Early in the COVID-19 pandemic when organizations were quickly adopting a remote work strategy and deploying collaboration solutions like Zoom, Microsoft Teams, Google Meet, Webex and others to maintain communication with employees and customers, video technology emerged as a must-have. Conference rooms were outfitted with new PTZ cameras and flat screens in anticipation a new hybrid work environment where videoconferencing was a vital business tool.
Now that hybrid meetings have become a reality and employees are burning out on video, robust, professional-grade audio technology is becoming just as—if not more—important to any business’ collaboration portfolio.
Audio’s role in hybrid meetings
Several studies confirm that videoconferencing fatigue is, in fact very real. Microsoft, Zoom and a host of other industry giants agree, as well as researchers from Stanford University who found that excessive amounts of video meetings, watching oneself during video chats and the inability to walk around during a video call can be fatiguing.
While still important to help keep organizations connected and keep remote workers engaged, video is only a part of the solution. In fact, there is no hybrid work without audio technology, says pro audio professionals. Meeting room conferencing solutions were, of course, a staple of any enterprise office prior to the pandemic, but the increased use of conferencing technologies brought attention to the sometimes poor audio quality of those solutions in hybrid environments.
“I think audio is indisputably more important because without audio, there is no meeting,” says Paul Gunia, director of technology partnerships at audio manufacturer Shure, which offers conference room audio technology such as speakers and microphones.
Meetings in which participants have their video off occur every day, and that meeting can still be productive with clear audio. While video has its place in making meetings more personable and helping to make remote workers feel more included, meetings are over before they begin without audio.
With the proliferation of hybrid working models, organizations need to rethink their conference room’s audio solutions. According to Gunia, remote workers are now a core part of most conference calls, whereas before the pandemic, they were “a bit more of observers.”
“And now the whole thing is flipped on its head,” Gunia says.
Conference rooms need to be reworked
However, audio quality issues have become very obvious with virtual meeting platforms now being used as a critical business tool to connect distributed workers and customers to vendors. According to a 2021 study from IT management software provider NETSCOUT about the challenges of hybrid meetings, about one-third or organizations routinely field tickets about poor audio and video quality.
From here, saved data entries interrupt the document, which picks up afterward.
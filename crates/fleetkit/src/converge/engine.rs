//! Convergence engine - applies node plans with a replica-set barrier.
//!
//! A run goes through four phases:
//!
//! 1. probe every node and compute its plan (parallel)
//! 2. apply config, container, and restart actions; standalone nodes also
//!    bootstrap auth here (parallel)
//! 3. initiate the replica set on the primary
//! 4. once the primary reports healthy and writable, create the root user on
//!    it and join the secondaries through it

use super::diff::{Action, NodePlan, Stage, plan_node};
use crate::backend::Backends;
use crate::cancel::CancellationToken;
use crate::error::{Error, Result};
use crate::executor::{CallPolicy, NodeExecutor};
use crate::outcome::{NodeOutcome, OperationName, OperationResult};
use crate::pool::{DEFAULT_MAX_CONCURRENCY, map_bounded};
use crate::types::{Environment, Health, Node, ReplicaRole};
use std::thread;
use std::time::{Duration, Instant};

/// Knobs for a convergence run.
#[derive(Debug, Clone)]
pub struct ConvergeOptions {
    /// Cap on concurrent per-node workers
    pub max_concurrency: usize,
    /// Timeout and retry policy for each remote call
    pub policy: CallPolicy,
    /// How long secondaries wait for the primary to report healthy
    pub barrier_timeout: Duration,
    /// Interval between primary health polls
    pub health_poll_interval: Duration,
}

impl Default for ConvergeOptions {
    fn default() -> Self {
        Self {
            max_concurrency: DEFAULT_MAX_CONCURRENCY,
            policy: CallPolicy::default(),
            barrier_timeout: Duration::from_secs(120),
            health_poll_interval: Duration::from_secs(2),
        }
    }
}

/// Per-node progress through a run.
#[derive(Debug, Default)]
struct NodeRun {
    plan: NodePlan,
    applied: Vec<String>,
    changed: bool,
    failure: Option<String>,
    cancelled: bool,
    /// Set when the node finished before execution (probe failure, dry run)
    settled: Option<NodeOutcome>,
}

impl NodeRun {
    fn settled(outcome: NodeOutcome) -> Self {
        Self {
            settled: Some(outcome),
            ..Self::default()
        }
    }

    fn active(&self) -> bool {
        self.settled.is_none() && self.failure.is_none() && !self.cancelled
    }

    fn absorb(&mut self, step: Step) {
        self.applied.extend(step.applied);
        self.changed |= step.changed;
        if self.failure.is_none() {
            self.failure = step.failure;
        }
        self.cancelled |= step.cancelled;
    }

    fn outcome(self, node: &Node) -> NodeOutcome {
        if let Some(outcome) = self.settled {
            return outcome;
        }

        let applied = self
            .applied
            .iter()
            .map(|a| format!("  • {a}\n"))
            .collect::<String>();

        if let Some(failure) = self.failure {
            return NodeOutcome::failed(&node.id, failure).with_detail(applied);
        }
        if self.cancelled {
            return if self.applied.is_empty() {
                NodeOutcome::skipped(&node.id, "cancelled before any action ran")
            } else {
                NodeOutcome::failed(
                    &node.id,
                    format!(
                        "cancelled after {} of {} actions",
                        self.applied.len(),
                        self.plan.actions.len()
                    ),
                )
                .with_detail(applied)
            };
        }
        if self.changed {
            NodeOutcome::changed(&node.id, format!("{} actions applied", self.applied.len()))
                .with_detail(applied)
        } else {
            NodeOutcome::ok(&node.id, "already converged")
        }
    }
}

/// Result of applying a slice of a node's plan.
#[derive(Debug, Default)]
struct Step {
    applied: Vec<String>,
    changed: bool,
    failure: Option<String>,
    cancelled: bool,
}

/// Converges an environment onto its desired configuration.
pub struct ConvergeEngine {
    backends: Backends,
    options: ConvergeOptions,
    cancel: CancellationToken,
}

impl ConvergeEngine {
    pub fn new(backends: Backends, options: ConvergeOptions) -> Self {
        Self {
            backends,
            options,
            cancel: CancellationToken::new(),
        }
    }

    /// Share a cancellation token with the caller.
    pub fn with_cancellation(mut self, cancel: CancellationToken) -> Self {
        self.cancel = cancel;
        self
    }

    /// Converge every node of `env` onto `env.desired`.
    pub fn converge(&self, env: &Environment, dry_run: bool) -> OperationResult {
        let executor =
            NodeExecutor::new(self.backends.clone(), &env.desired).with_dry_run(dry_run);
        let max = self.options.max_concurrency;
        let policy = &self.options.policy;

        log::info!(
            "Converging {} ({} nodes{})",
            env.name,
            env.nodes.len(),
            if dry_run { ", dry run" } else { "" }
        );

        // Phase 1: probe and plan
        let mut runs = map_bounded(&env.nodes, max, |node| {
            self.prepare(&executor, env, node, dry_run)
        });

        if !dry_run {
            // Phase 2: node-local actions
            let local: &[Stage] = if env.desired.replica_set.is_some() {
                &[Stage::Config, Stage::Container, Stage::Restart]
            } else {
                &[Stage::Config, Stage::Container, Stage::Restart, Stage::Auth]
            };
            let pairs: Vec<(&Node, &NodeRun)> = env.nodes.iter().zip(runs.iter()).collect();
            let steps = map_bounded(&pairs, max, |(node, run)| {
                if run.active() {
                    self.apply(&executor, env, node, node, &run.plan.in_stages(local), policy)
                } else {
                    Step::default()
                }
            });
            for (run, step) in runs.iter_mut().zip(steps) {
                run.absorb(step);
            }

            if env.desired.replica_set.is_some() {
                self.bootstrap_replica_set(&executor, env, &mut runs);
            }
        }

        let nodes = env
            .nodes
            .iter()
            .zip(runs)
            .map(|(node, run)| run.outcome(node))
            .collect();
        OperationResult::new(OperationName::Deploy, &env.name, nodes)
    }

    fn prepare(
        &self,
        executor: &NodeExecutor,
        env: &Environment,
        node: &Node,
        dry_run: bool,
    ) -> NodeRun {
        if self.cancel.is_cancelled() {
            return NodeRun::settled(NodeOutcome::skipped(&node.id, "cancelled before probing"));
        }

        let plan = match executor
            .observe(node, &env.desired, &self.options.policy)
            .and_then(|observed| plan_node(env, node, &observed))
        {
            Ok(plan) => plan,
            Err(e) => {
                log::warn!("{}: {}", node.id, e);
                return NodeRun::settled(failed_outcome(node, &e));
            }
        };

        if plan.is_empty() {
            return NodeRun::settled(NodeOutcome::ok(&node.id, "already converged"));
        }
        if dry_run {
            let outcome = match self.preview(executor, env, node, &plan) {
                Ok(planned) => NodeOutcome::skipped(&node.id, format!("{planned} actions planned")),
                Err(e) => {
                    log::warn!("{}: {}", node.id, e);
                    NodeOutcome::failed(&node.id, format!("plan cannot be applied: {e}"))
                }
            };
            return NodeRun::settled(outcome.with_detail(plan.describe()));
        }

        NodeRun {
            plan,
            ..NodeRun::default()
        }
    }

    /// Run every planned action through the dry-run executor; counts the
    /// actions that would change the node.
    fn preview(
        &self,
        executor: &NodeExecutor,
        env: &Environment,
        node: &Node,
        plan: &NodePlan,
    ) -> Result<usize> {
        let mut planned = 0;
        for action in &plan.actions {
            let unit = action.to_unit(&env.desired, node)?;
            if executor.execute(node, &unit, &self.options.policy)?.would_change {
                planned += 1;
            }
        }
        Ok(planned)
    }

    /// Apply `actions` for `node`, dispatching each to `target`.
    fn apply(
        &self,
        executor: &NodeExecutor,
        env: &Environment,
        node: &Node,
        target: &Node,
        actions: &[&Action],
        policy: &CallPolicy,
    ) -> Step {
        let mut step = Step::default();
        for action in actions {
            if self.cancel.is_cancelled() {
                step.cancelled = true;
                break;
            }

            let description = action.describe();
            let result = action
                .to_unit(&env.desired, node)
                .and_then(|unit| executor.execute(target, &unit, policy));
            match result {
                Ok(exec) => {
                    step.changed |= exec.changed;
                    step.applied.push(description);
                }
                Err(e) => {
                    log::warn!("{}: {} failed: {}", node.id, description, e);
                    step.failure = Some(format!("{description} failed: {e}"));
                    break;
                }
            }
        }
        step
    }

    fn bootstrap_replica_set(
        &self,
        executor: &NodeExecutor,
        env: &Environment,
        runs: &mut [NodeRun],
    ) {
        let Some(primary_idx) = env.nodes.iter().position(|n| env.is_primary(n)) else {
            for run in runs.iter_mut().filter(|r| r.active() && r.plan.joins()) {
                run.failure =
                    Some("replica set declared but the environment has no data node".into());
            }
            return;
        };
        let primary = &env.nodes[primary_idx];
        let policy = &self.options.policy;

        // Phase 3: initiate on the primary
        if runs[primary_idx].active() {
            let actions = runs[primary_idx].plan.in_stages(&[Stage::Initiate]);
            let step = self.apply(executor, env, primary, primary, &actions, policy);
            runs[primary_idx].absorb(step);
        }

        let primary_auth = runs[primary_idx].active()
            && !runs[primary_idx].plan.in_stages(&[Stage::Auth]).is_empty();
        let joins = runs
            .iter()
            .enumerate()
            .any(|(idx, run)| idx != primary_idx && run.active() && run.plan.joins());
        if !primary_auth && !joins {
            return;
        }

        // Phase 4: barrier, root user on the primary, then joins in inventory order
        let mut gate = self.primary_gate(executor, primary, &runs[primary_idx]);

        if primary_auth {
            match gate.clone() {
                Ok(()) => {
                    let actions = runs[primary_idx].plan.in_stages(&[Stage::Auth]);
                    let step = self.apply(executor, env, primary, primary, &actions, policy);
                    runs[primary_idx].absorb(step);
                    if !runs[primary_idx].active() {
                        gate = Err(format!(
                            "primary {} did not converge; join not attempted",
                            primary.id
                        ));
                    }
                }
                Err(reason) => runs[primary_idx].failure = Some(reason),
            }
        }

        for (idx, node) in env.nodes.iter().enumerate() {
            let run = &mut runs[idx];
            if idx == primary_idx || !run.active() || !run.plan.joins() {
                continue;
            }
            match &gate {
                Ok(()) => {
                    let actions = run.plan.in_stages(&[Stage::Join]);
                    let step = self.apply(executor, env, node, primary, &actions, policy);
                    run.absorb(step);
                }
                Err(reason) => run.failure = Some(reason.clone()),
            }
        }
    }

    /// Whether work that needs a writable primary may proceed.
    fn primary_gate(
        &self,
        executor: &NodeExecutor,
        primary: &Node,
        run: &NodeRun,
    ) -> std::result::Result<(), String> {
        if run.failure.is_some() || run.cancelled {
            return Err(format!(
                "primary {} did not converge; join not attempted",
                primary.id
            ));
        }
        if let Some(outcome) = &run.settled
            && outcome.status.is_failure()
        {
            return Err(format!(
                "primary {} failed ({}); join not attempted",
                primary.id, outcome.message
            ));
        }
        self.wait_for_primary(executor, primary)
            .map_err(|e| e.to_string())
    }

    /// Poll the primary until it answers as a healthy primary.
    fn wait_for_primary(&self, executor: &NodeExecutor, primary: &Node) -> Result<()> {
        let started = Instant::now();
        let once = self.options.policy.once();

        loop {
            if self.cancel.is_cancelled() {
                return Err(Error::Cancelled);
            }

            let healthy = matches!(executor.ping(primary, &once), Ok(Health::Healthy))
                && matches!(
                    executor.replica_membership(primary, &once),
                    Ok(Some(status)) if status.role == ReplicaRole::Primary
                );
            if healthy {
                log::debug!("{}: primary healthy after {:?}", primary.id, started.elapsed());
                return Ok(());
            }

            if started.elapsed() >= self.options.barrier_timeout {
                return Err(Error::Timeout {
                    what: format!("primary {} to report healthy", primary.id),
                    waited: started.elapsed(),
                });
            }
            thread::sleep(self.options.health_poll_interval);
        }
    }
}

fn failed_outcome(node: &Node, error: &Error) -> NodeOutcome {
    let outcome = NodeOutcome::failed(&node.id, error.to_string());
    match error {
        Error::RemoteError { stderr, .. } => outcome.with_detail(stderr.clone()),
        _ => outcome,
    }
}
“Suddenly, the amount of time people were spending in front of the computer screen or meeting space tripled or even more,” says David Missal, insights manager for consultants and a technical application engineer at audio company Sennheiser. “All those audio imperfects really started to be even more noticeable.”
When workers are constantly in virtual meetings, simply putting up with poor audio quality is not a tenable solution. Now, when everyone is in a virtual meeting or classroom with some logging on from home and some from the office, audio quality becomes even more important.
In short, conference rooms were not designed for hybrid meetings, leading to remote participants getting the short end of the stick when it comes to being able to hear their on-site colleagues clearly.
“It became a much bigger problem because everyone was doing it, and we needed to make the audio work better in meeting spaces and classrooms to make everything more inclusive and understandable,” Missal says.
Common conferencing audio issues and how to solve them
According to audio experts, some of those common audio pain points include:
- Inconsistent audio based on meeting type, platform
- Inability to track participants as they move around a room
- How to include a wider audience in the audio feed for remote participants
- A lack of directional audio
- Internet bandwidth issues
Organizations can solve of those issues by:
- Making sure the room’s acoustics are set up for good audio quality
- Focusing on ease of use and automating audio settings such as gain
- Exploring ceiling microphones and beamforming technology instead of tabletop or handheld microphones
- Instituting standards across your organization’s UC&C estate to ensure a consistent user experience
- Deploying solutions that can be easily monitored and managed by IT
If remote participants can’t understand what is being said, then meeting productivity takes a hit and opens the door for remote workers to become distracted by something else, says William Zadnik, applications engineer at Shure.
The onus is one the on-site meeting participants to keep remote workers engaged, including mixing in some media or quizzes to reduce the effects of conferencing fatigue. But if the meeting audio for remote workers isn’t intelligible, none of those things will matter.
“Being heard and understand and having a good microphone when you’re doing a presentation and making sure everybody has good quality audio so that everyone is understood is what’s really important in these meetings,” Zadnick says. “Otherwise, productivity goes down and you get that disconnection effect.”